## Task objective
When a line of the entries contains the word "samples", report that line.

::: Records for the task

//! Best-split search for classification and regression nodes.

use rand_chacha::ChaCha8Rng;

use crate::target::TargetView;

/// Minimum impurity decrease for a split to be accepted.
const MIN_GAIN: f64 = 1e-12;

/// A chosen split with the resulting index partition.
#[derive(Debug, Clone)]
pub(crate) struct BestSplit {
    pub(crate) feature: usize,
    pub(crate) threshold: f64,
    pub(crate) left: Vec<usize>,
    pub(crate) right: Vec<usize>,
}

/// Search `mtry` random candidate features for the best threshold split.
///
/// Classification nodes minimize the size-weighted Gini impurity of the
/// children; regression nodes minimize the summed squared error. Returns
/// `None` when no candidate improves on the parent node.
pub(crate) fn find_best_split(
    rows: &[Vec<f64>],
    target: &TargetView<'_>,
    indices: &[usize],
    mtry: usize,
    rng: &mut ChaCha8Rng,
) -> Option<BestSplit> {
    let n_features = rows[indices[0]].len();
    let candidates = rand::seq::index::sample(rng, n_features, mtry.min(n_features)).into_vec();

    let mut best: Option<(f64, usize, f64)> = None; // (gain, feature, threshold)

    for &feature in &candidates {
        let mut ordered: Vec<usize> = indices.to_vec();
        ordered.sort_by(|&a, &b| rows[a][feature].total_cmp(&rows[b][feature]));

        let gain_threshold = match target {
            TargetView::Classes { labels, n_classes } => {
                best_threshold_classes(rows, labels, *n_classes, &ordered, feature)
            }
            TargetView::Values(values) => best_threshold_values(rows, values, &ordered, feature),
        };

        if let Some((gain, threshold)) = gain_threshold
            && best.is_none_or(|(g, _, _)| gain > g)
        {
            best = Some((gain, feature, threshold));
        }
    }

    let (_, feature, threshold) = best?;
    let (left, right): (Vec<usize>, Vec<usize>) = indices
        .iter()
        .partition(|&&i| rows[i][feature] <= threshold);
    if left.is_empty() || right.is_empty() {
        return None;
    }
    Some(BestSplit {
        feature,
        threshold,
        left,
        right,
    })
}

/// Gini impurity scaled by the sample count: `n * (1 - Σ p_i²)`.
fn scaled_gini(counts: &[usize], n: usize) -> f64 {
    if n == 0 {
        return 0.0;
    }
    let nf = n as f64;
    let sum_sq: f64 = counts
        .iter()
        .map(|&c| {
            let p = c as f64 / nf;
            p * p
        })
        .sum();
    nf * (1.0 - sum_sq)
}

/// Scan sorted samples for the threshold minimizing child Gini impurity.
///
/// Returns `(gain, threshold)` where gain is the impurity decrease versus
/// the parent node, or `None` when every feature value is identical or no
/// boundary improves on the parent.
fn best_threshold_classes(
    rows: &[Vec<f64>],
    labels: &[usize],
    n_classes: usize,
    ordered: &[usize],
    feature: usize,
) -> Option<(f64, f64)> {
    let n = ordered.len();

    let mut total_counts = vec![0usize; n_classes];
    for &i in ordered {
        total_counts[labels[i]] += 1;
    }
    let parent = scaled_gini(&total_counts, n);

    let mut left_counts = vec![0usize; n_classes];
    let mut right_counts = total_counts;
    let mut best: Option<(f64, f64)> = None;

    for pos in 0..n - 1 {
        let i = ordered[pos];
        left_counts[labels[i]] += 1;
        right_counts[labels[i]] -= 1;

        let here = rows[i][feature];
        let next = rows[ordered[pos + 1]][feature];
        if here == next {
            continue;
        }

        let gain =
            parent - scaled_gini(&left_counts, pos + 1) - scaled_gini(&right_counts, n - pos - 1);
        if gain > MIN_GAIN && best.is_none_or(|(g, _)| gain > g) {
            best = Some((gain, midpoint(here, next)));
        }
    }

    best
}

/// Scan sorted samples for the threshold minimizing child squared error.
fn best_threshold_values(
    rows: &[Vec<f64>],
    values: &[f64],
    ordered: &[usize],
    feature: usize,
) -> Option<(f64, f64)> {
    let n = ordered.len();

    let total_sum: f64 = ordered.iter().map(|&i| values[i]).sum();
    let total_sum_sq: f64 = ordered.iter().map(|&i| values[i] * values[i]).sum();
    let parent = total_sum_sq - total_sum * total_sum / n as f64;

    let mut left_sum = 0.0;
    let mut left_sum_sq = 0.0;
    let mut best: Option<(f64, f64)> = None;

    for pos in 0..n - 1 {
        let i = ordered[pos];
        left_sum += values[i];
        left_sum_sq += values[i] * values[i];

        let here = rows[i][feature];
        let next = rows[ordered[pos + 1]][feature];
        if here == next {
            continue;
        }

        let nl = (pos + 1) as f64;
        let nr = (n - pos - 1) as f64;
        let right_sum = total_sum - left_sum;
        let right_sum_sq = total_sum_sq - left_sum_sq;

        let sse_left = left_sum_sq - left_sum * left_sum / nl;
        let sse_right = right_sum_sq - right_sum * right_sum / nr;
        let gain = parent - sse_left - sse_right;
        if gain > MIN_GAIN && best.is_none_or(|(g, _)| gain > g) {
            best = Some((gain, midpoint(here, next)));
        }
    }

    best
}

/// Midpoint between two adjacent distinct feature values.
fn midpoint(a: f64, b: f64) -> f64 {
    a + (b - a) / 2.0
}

::::::

## Answer to the exercise
/// Scan sorted samples for the threshold minimizing child Gini impurity.
/// Scan sorted samples for the threshold minimizing child squared error.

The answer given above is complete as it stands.